AIM OF THE TASK —
Determine how many of the lines below hold the word "sorted". Give the number and nothing else.

AVAILABLE DATA —
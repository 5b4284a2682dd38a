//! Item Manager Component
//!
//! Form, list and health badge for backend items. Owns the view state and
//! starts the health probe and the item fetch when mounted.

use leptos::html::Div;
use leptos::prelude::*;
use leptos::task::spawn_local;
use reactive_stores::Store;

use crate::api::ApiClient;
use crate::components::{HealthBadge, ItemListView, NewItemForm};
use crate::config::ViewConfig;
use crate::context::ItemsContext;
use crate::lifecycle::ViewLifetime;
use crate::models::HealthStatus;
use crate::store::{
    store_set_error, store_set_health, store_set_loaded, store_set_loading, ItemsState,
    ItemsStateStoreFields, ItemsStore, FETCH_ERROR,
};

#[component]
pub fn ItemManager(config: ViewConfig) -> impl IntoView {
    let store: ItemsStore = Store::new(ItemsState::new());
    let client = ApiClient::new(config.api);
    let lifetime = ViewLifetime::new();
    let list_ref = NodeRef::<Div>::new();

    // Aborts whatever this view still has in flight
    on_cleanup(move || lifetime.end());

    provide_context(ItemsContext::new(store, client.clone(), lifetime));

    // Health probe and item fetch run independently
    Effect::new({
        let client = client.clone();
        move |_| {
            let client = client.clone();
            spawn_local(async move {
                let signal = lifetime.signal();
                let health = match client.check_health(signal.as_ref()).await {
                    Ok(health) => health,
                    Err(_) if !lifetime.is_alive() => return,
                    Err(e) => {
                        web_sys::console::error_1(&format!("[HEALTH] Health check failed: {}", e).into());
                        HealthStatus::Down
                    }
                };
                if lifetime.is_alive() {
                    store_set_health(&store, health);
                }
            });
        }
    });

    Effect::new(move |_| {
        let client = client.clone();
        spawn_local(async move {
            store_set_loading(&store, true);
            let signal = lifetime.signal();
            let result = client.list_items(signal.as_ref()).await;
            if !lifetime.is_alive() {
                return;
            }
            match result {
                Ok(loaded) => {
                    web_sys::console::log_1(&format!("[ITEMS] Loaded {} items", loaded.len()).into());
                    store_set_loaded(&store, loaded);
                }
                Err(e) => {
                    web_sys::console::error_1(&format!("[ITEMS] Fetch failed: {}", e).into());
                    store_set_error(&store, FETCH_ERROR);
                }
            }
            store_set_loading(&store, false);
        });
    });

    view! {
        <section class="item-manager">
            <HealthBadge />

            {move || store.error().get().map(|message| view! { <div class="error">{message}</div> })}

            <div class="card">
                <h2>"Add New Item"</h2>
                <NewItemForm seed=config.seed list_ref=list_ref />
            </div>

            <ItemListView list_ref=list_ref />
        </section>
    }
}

...

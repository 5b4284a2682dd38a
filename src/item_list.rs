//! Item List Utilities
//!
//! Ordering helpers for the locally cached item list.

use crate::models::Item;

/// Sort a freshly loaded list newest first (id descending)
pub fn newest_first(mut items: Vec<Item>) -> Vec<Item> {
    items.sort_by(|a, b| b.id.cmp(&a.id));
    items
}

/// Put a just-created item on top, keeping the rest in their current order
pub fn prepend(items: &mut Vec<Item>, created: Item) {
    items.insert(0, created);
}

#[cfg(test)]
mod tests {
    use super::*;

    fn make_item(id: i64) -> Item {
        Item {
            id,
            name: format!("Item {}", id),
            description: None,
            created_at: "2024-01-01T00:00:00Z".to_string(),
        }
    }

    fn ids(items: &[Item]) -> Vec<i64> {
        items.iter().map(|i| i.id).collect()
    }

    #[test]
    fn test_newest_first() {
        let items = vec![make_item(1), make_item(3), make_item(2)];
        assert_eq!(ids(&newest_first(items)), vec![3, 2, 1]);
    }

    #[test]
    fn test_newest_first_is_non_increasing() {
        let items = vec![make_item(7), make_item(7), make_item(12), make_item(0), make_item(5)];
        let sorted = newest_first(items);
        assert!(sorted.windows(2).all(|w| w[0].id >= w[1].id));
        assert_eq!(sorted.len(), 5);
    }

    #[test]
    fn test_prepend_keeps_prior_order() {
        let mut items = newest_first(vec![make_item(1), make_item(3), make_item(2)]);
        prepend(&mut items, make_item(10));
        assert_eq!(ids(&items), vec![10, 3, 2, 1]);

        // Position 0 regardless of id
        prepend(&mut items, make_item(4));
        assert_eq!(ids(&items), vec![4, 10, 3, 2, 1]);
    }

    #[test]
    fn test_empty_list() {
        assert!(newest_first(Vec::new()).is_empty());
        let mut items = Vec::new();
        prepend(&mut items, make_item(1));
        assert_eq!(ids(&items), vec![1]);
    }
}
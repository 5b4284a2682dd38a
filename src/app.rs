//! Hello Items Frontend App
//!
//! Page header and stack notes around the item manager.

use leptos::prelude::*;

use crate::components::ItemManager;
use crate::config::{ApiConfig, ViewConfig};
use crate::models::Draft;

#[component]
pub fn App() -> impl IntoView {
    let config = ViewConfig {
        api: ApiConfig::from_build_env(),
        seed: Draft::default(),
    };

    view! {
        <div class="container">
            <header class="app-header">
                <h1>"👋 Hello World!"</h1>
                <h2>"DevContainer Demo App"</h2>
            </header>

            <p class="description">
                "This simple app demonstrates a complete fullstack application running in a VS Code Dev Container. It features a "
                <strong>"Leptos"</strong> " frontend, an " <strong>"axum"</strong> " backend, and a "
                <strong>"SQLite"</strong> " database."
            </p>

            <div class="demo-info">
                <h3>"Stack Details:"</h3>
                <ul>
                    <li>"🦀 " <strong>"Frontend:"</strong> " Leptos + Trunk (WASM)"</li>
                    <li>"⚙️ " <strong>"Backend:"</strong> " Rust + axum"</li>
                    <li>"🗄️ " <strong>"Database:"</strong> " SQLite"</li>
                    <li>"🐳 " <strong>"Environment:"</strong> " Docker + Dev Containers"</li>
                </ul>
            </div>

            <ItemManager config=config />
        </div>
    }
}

* * *

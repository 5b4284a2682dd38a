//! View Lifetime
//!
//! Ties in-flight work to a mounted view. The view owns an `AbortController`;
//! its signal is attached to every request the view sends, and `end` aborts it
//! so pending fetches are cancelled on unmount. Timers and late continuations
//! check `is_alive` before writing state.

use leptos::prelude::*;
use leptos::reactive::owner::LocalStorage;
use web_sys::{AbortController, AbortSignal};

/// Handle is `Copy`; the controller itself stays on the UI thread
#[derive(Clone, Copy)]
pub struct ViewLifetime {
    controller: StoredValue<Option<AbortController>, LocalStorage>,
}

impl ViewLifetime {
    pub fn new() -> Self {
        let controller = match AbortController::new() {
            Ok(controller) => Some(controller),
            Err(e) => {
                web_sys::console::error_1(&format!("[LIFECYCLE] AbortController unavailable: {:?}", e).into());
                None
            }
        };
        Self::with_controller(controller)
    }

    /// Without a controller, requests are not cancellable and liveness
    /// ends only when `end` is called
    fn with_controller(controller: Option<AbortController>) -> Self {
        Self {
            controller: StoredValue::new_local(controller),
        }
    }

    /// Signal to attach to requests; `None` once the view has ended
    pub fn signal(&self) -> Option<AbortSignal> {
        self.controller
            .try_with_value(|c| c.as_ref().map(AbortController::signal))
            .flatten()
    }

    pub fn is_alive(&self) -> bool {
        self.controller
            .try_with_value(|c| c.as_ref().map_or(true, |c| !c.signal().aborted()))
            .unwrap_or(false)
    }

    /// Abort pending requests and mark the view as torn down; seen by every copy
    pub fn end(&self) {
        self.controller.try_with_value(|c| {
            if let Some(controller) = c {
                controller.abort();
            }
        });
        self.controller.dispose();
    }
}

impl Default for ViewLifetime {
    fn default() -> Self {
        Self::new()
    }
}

RESPONSE BELOW —
3